___ Data shown

use std::path::PathBuf;

use clap::{Parser, ValueEnum};
use merkle_pad::FsSource;

/// Items used when none are given on the command line.
const DEFAULT_ITEMS: [&str; 2] = ["Lorem Impsum Mahio", ""];

/// Digest algorithm for leaves and internal nodes.
#[derive(ValueEnum, Debug, Clone, Copy, PartialEq, Eq)]
pub enum HashAlgorithm {
    /// SHA-256
    Sha256,
    /// Blake3, 256-bit output
    Blake3,
}

/// Build a padded Merkle tree, print it and query it.
#[derive(Parser, Debug, Clone)]
#[command(name = "merkle-pad-demo", version)]
pub struct DemoCli {
    /// Content items. With --files every item is a path whose file content
    /// becomes the leaf.
    pub items: Vec<String>,

    /// Treat items, --add and --verify values as file paths
    #[arg(long)]
    pub files: bool,

    /// Directory relative paths are resolved against
    #[arg(long)]
    pub base_dir: Option<PathBuf>,

    /// Items appended after construction, one update each
    #[arg(long = "add")]
    pub add: Vec<String>,

    /// Items whose inclusion is checked against the final tree
    #[arg(long = "verify")]
    pub verify: Vec<String>,

    /// Fail unless the final root hash equals this hex digest
    #[arg(long)]
    pub expect_root: Option<String>,

    /// Hash algorithm for leaves and internal nodes
    #[arg(long, value_enum, default_value_t = HashAlgorithm::Sha256)]
    pub hasher: HashAlgorithm,

    /// Separator shown between joined contents of internal nodes
    #[arg(long, default_value = "+")]
    pub delimiter: String,

    /// Skip the node-by-node tree dump
    #[arg(long)]
    pub no_dump: bool,

    /// Default log filter, overridden by RUST_LOG
    #[arg(long, default_value = "warn")]
    pub log_level: String,
}

impl DemoCli {
    pub fn items(&self) -> Vec<String> {
        if self.items.is_empty() {
            DEFAULT_ITEMS.iter().map(|s| s.to_string()).collect()
        } else {
            self.items.clone()
        }
    }

    pub fn file_source(&self) -> FsSource {
        self.base_dir
            .clone()
            .map(FsSource::with_base)
            .unwrap_or_default()
    }
}

#[cfg(test)]
mod tests {
    use clap::CommandFactory;

    use super::*;

    #[test]
    fn test_every_flag_is_described() {
        let help = DemoCli::command().render_help().to_string();
        assert!(help.contains("Hash algorithm for leaves and internal nodes"));
        assert!(help.contains("Skip the node-by-node tree dump"));
    }

    #[test]
    fn test_defaults_reproduce_sample_input() {
        let cli = DemoCli::parse_from(["merkle-pad-demo"]);
        assert_eq!(cli.items(), vec!["Lorem Impsum Mahio".to_string(), String::new()]);
        assert_eq!(cli.hasher, HashAlgorithm::Sha256);
        assert_eq!(cli.delimiter, "+");
        assert!(!cli.files);
    }

    #[test]
    fn test_repeated_flags_collect() {
        let cli = DemoCli::parse_from([
            "merkle-pad-demo",
            "a",
            "b",
            "--add",
            "c",
            "--add",
            "d",
            "--verify",
            "a",
            "--hasher",
            "blake3",
        ]);
        assert_eq!(cli.items(), vec!["a".to_string(), "b".to_string()]);
        assert_eq!(cli.add, vec!["c".to_string(), "d".to_string()]);
        assert_eq!(cli.verify, vec!["a".to_string()]);
        assert_eq!(cli.hasher, HashAlgorithm::Blake3);
    }
}
//! Values travelling together with the work spent producing them.

use crate::OperationCost;

/// A value and the cost of computing it.
#[must_use]
#[derive(Debug, Eq, PartialEq)]
pub struct CostContext<T> {
    /// What the operation produced.
    pub value: T,
    /// Work the operation did.
    pub cost: OperationCost,
}

impl<T> CostContext<T> {
    /// Move the cost into `acc` and return the value.
    pub fn unwrap_add_cost(self, acc: &mut OperationCost) -> T {
        *acc += self.cost;
        self.value
    }

    /// Return the value, discarding the cost.
    pub fn unwrap(self) -> T {
        self.value
    }

    /// Transform the value, cost unchanged.
    pub fn map<B>(self, f: impl FnOnce(T) -> B) -> CostContext<B> {
        CostContext {
            value: f(self.value),
            cost: self.cost,
        }
    }

    /// Fold in work done before this context was created.
    pub fn add_cost(mut self, cost: OperationCost) -> Self {
        self.cost += cost;
        self
    }
}

/// A fallible operation together with its cost. The cost is reported on
/// failure too.
pub type CostResult<T, E> = CostContext<Result<T, E>>;

/// Attach a cost to any value.
pub trait CostsExt: Sized {
    /// Pair `self` with `cost`.
    fn wrap_with_cost(self, cost: OperationCost) -> CostContext<Self> {
        CostContext { value: self, cost }
    }
}

impl<T> CostsExt for T {}

#[cfg(test)]
mod tests {
    use super::*;

    #[test]
    fn test_unwrap_add_cost_accumulates() {
        let mut acc = OperationCost::with_hash_byte_calls(1);
        let value = "leaf"
            .wrap_with_cost(OperationCost::with_content_read(4))
            .unwrap_add_cost(&mut acc);
        assert_eq!(value, "leaf");
        assert_eq!(acc.hash_byte_calls, 1);
        assert_eq!(acc.content_reads, 1);
        assert_eq!(acc.content_loaded_bytes, 4);
    }

    #[test]
    fn test_map_and_add_cost() {
        let ctx: CostResult<u32, ()> = 7u32
            .wrap_with_cost(OperationCost::with_hash_byte_calls(2))
            .map(Ok)
            .add_cost(OperationCost::with_content_read(3));
        assert_eq!(ctx.value, Ok(7));
        assert_eq!(ctx.cost.hash_byte_calls, 2);
        assert_eq!(ctx.cost.content_loaded_bytes, 3);
    }
}
#![deny(missing_docs)]
//! Interface crate to unify how the costs of tree operations are passed and
//! retrieved.
//!
//! Every operation that hashes, allocates nodes or reads content reports what
//! it did through an [`OperationCost`] attached to its return value with a
//! [`CostContext`].

pub mod context;

use std::ops::{Add, AddAssign};

pub use context::{CostContext, CostResult, CostsExt};

/// Approximate amount of work done by a tree operation.
#[derive(Debug, Default, Clone, Copy, Eq, PartialEq)]
pub struct OperationCost {
    /// How many times a content source was read.
    pub content_reads: u64,
    /// How many bytes were loaded from content sources.
    pub content_loaded_bytes: u64,
    /// How many times raw content was hashed (leaf digests).
    pub hash_byte_calls: u64,
    /// How many times two child digests were hashed into a parent.
    pub hash_node_calls: u64,
    /// How many nodes were allocated in the tree arena.
    pub nodes_created: u64,
}

impl OperationCost {
    /// Cost of one content read of `len` bytes.
    pub fn with_content_read(len: usize) -> Self {
        OperationCost {
            content_reads: 1,
            content_loaded_bytes: len as u64,
            ..Default::default()
        }
    }

    /// Helper function to build default `OperationCost` with different
    /// `hash_byte_calls`.
    pub fn with_hash_byte_calls(hash_byte_calls: u64) -> Self {
        OperationCost {
            hash_byte_calls,
            ..Default::default()
        }
    }
}

impl Add for OperationCost {
    type Output = Self;

    fn add(self, rhs: Self) -> Self::Output {
        OperationCost {
            content_reads: self.content_reads + rhs.content_reads,
            content_loaded_bytes: self.content_loaded_bytes + rhs.content_loaded_bytes,
            hash_byte_calls: self.hash_byte_calls + rhs.hash_byte_calls,
            hash_node_calls: self.hash_node_calls + rhs.hash_node_calls,
            nodes_created: self.nodes_created + rhs.nodes_created,
        }
    }
}

impl AddAssign for OperationCost {
    fn add_assign(&mut self, rhs: Self) {
        self.content_reads += rhs.content_reads;
        self.content_loaded_bytes += rhs.content_loaded_bytes;
        self.hash_byte_calls += rhs.hash_byte_calls;
        self.hash_node_calls += rhs.hash_node_calls;
        self.nodes_created += rhs.nodes_created;
    }
}

/// Macro to achieve a kind of what `?` operator does, but with `CostContext` on
/// top. Main properties are:
/// 1. Early termination on error;
/// 2. Because of 1. `Result` is removed from the equation;
/// 3. `CostContext` is removed too because it is added to the external cost
///    accumulator;
/// 4. Early termination uses the external cost accumulator so previous costs
///    won't be lost.
#[macro_export]
macro_rules! cost_return_on_error {
    ( &mut $cost:ident, $($body:tt)+ ) => {
        {
            use $crate::CostsExt;
            let result_with_cost = { $($body)+ };
            let result = result_with_cost.unwrap_add_cost(&mut $cost);
            match result {
                Ok(x) => x,
                Err(e) => return Err(e.into()).wrap_with_cost($cost),
            }
        }
    };
}

/// Same as [`cost_return_on_error`] but for a plain `Result`: nothing is added
/// to the accumulator, previously accumulated costs are returned on error.
#[macro_export]
macro_rules! cost_return_on_error_no_add {
    ( &$cost:ident, $($body:tt)+ ) => {
        {
            use $crate::CostsExt;
            let result = { $($body)+ };
            match result {
                Ok(x) => x,
                Err(e) => return Err(e.into()).wrap_with_cost($cost),
            }
        }
    };
}
//! Leaf hash → leaf node lookup.

use std::collections::HashMap;

use crate::{Digest, NodeId};

/// Maps every distinct leaf hash to one leaf carrying it.
///
/// When several leaves share a hash (repeated content, padding duplicates)
/// the leftmost recorded leaf wins; any of them yields a valid proof.
#[derive(Debug, Default, Clone)]
pub struct TreeIndex {
    leaves: HashMap<Digest, NodeId>,
}

impl TreeIndex {
    /// Leaf carrying `hash`, if any.
    pub fn get(&self, hash: &Digest) -> Option<NodeId> {
        self.leaves.get(hash).copied()
    }

    /// `true` if some leaf carries `hash`.
    pub fn contains(&self, hash: &Digest) -> bool {
        self.leaves.contains_key(hash)
    }

    /// Number of distinct leaf hashes.
    pub fn len(&self) -> usize {
        self.leaves.len()
    }

    /// `true` if no leaf was recorded.
    pub fn is_empty(&self) -> bool {
        self.leaves.is_empty()
    }

    /// Record `leaf` under `hash` unless another leaf already holds it.
    pub(crate) fn record(&mut self, hash: Digest, leaf: NodeId) {
        self.leaves.entry(hash).or_insert(leaf);
    }

    /// Drop the entry for `hash` if it points at `leaf`. Returns whether an
    /// entry was removed.
    pub(crate) fn forget(&mut self, hash: &Digest, leaf: NodeId) -> bool {
        if self.leaves.get(hash) == Some(&leaf) {
            self.leaves.remove(hash);
            true
        } else {
            false
        }
    }
}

______

Exercise aim: Lines in the listing above that contain the word "times" must be copied; leave out the rest.

Your solution:
    /// How many times a content source was read.
    /// How many times raw content was hashed (leaf digests).
    /// How many times two child digests were hashed into a parent.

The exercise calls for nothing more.